== Segment start ==

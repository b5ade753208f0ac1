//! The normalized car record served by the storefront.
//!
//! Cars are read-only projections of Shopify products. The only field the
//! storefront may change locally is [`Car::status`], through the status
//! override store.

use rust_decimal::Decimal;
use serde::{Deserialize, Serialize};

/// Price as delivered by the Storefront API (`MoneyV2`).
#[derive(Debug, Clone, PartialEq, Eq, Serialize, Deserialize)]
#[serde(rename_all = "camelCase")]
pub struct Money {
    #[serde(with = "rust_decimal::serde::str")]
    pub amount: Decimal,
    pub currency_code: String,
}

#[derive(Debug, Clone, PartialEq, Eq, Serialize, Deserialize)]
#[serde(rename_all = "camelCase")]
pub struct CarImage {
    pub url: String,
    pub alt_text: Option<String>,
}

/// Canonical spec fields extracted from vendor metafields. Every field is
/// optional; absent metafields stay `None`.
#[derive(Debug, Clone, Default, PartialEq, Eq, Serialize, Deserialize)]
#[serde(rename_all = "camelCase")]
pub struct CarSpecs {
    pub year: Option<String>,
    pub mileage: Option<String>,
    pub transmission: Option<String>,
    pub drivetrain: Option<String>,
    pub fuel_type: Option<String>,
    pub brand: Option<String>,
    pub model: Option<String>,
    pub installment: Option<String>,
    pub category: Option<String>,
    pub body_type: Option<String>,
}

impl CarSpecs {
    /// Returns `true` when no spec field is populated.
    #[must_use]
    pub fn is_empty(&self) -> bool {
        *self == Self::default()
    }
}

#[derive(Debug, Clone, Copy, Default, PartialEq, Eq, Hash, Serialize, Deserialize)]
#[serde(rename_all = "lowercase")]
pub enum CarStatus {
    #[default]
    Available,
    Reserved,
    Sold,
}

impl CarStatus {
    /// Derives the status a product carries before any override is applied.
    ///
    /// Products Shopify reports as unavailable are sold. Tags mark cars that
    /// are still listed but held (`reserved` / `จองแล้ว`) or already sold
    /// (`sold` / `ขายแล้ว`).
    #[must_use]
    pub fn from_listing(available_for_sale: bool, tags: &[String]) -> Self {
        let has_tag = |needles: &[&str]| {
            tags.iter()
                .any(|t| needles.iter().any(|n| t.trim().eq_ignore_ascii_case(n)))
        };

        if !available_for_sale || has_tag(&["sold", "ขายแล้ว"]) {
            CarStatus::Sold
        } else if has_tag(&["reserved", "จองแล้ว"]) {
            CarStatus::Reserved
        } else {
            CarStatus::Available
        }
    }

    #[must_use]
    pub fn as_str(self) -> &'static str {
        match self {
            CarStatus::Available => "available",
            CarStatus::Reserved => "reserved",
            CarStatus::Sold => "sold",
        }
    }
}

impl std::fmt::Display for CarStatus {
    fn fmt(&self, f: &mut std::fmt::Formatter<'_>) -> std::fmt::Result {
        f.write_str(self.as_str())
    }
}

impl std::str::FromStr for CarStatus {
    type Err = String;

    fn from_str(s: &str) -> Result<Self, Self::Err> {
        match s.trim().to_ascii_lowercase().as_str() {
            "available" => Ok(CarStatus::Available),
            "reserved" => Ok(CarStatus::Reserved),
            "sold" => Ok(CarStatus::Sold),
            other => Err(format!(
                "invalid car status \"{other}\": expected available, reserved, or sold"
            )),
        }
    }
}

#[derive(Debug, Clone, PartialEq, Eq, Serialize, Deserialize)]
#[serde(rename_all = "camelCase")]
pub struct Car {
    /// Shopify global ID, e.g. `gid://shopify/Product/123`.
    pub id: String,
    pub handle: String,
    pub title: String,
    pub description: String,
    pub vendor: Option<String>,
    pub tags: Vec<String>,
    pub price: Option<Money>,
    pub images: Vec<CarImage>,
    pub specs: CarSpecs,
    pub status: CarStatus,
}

== Segment end ==

All of the material is to be written out exactly.

repository b5ade753208f0ac1
//! The normalized car record served by the storefront.
//!
//! Cars are read-only projections of Shopify products. The only field the
//! storefront may change locally is [`Car::status`], through the status
//! override store.

use rust_decimal::Decimal;
use serde::{Deserialize, Serialize};

/// Price as delivered by the Storefront API (`MoneyV2`).
#[derive(Debug, Clone, PartialEq, Eq, Serialize, Deserialize)]
#[serde(rename_all = "camelCase")]
pub struct Money {
    #[serde(with = "rust_decimal::serde::str")]
    pub amount: Decimal,
    pub currency_code: String,
}

#[derive(Debug, Clone, PartialEq, Eq, Serialize, Deserialize)]
#[serde(rename_all = "camelCase")]
pub struct CarImage {
    pub url: String,
    pub alt_text: Option<String>,
}

/// Canonical spec fields extracted from vendor metafields. Every field is
/// optional; absent metafields stay `None`.
#[derive(Debug, Clone, Default, PartialEq, Eq, Serialize, Deserialize)]
#[serde(rename_all = "camelCase")]
pub struct CarSpecs {
    pub year: Option<String>,
    pub mileage: Option<String>,
    pub transmission: Option<String>,
    pub drivetrain: Option<String>,
    pub fuel_type: Option<String>,
    pub brand: Option<String>,
    pub model: Option<String>,
    pub installment: Option<String>,
    pub category: Option<String>,
    pub body_type: Option<String>,
}

impl CarSpecs {
    /// Returns `true` when no spec field is populated.
    #[must_use]
    pub fn is_empty(&self) -> bool {
        *self == Self::default()
    }
}

#[derive(Debug, Clone, Copy, Default, PartialEq, Eq, Hash, Serialize, Deserialize)]
#[serde(rename_all = "lowercase")]
pub enum CarStatus {
    #[default]
    Available,
    Reserved,
    Sold,
}

impl CarStatus {
    /// Derives the status a product carries before any override is applied.
    ///
    /// Products Shopify reports as unavailable are sold. Tags mark cars that
    /// are still listed but held (`reserved` / `จองแล้ว`) or already sold
    /// (`sold` / `ขายแล้ว`).
    #[must_use]
    pub fn from_listing(available_for_sale: bool, tags: &[String]) -> Self {
        let has_tag = |needles: &[&str]| {
            tags.iter()
                .any(|t| needles.iter().any(|n| t.trim().eq_ignore_ascii_case(n)))
        };

        if !available_for_sale || has_tag(&["sold", "ขายแล้ว"]) {
            CarStatus::Sold
        } else if has_tag(&["reserved", "จองแล้ว"]) {
            CarStatus::Reserved
        } else {
            CarStatus::Available
        }
    }

    #[must_use]
    pub fn as_str(self) -> &'static str {
        match self {
            CarStatus::Available => "available",
            CarStatus::Reserved => "reserved",
            CarStatus::Sold => "sold",
        }
    }
}

impl std::fmt::Display for CarStatus {
    fn fmt(&self, f: &mut std::fmt::Formatter<'_>) -> std::fmt::Result {
        f.write_str(self.as_str())
    }
}

impl std::str::FromStr for CarStatus {
    type Err = String;

    fn from_str(s: &str) -> Result<Self, Self::Err> {
        match s.trim().to_ascii_lowercase().as_str() {
            "available" => Ok(CarStatus::Available),
            "reserved" => Ok(CarStatus::Reserved),
            "sold" => Ok(CarStatus::Sold),
            other => Err(format!(
                "invalid car status \"{other}\": expected available, reserved, or sold"
            )),
        }
    }
}

#[derive(Debug, Clone, PartialEq, Eq, Serialize, Deserialize)]
#[serde(rename_all = "camelCase")]
pub struct Car {
    /// Shopify global ID, e.g. `gid://shopify/Product/123`.
    pub id: String,
    pub handle: String,
    pub title: String,
    pub description: String,
    pub vendor: Option<String>,
    pub tags: Vec<String>,
    pub price: Option<Money>,
    pub images: Vec<CarImage>,
    pub specs: CarSpecs,
    pub status: CarStatus,
}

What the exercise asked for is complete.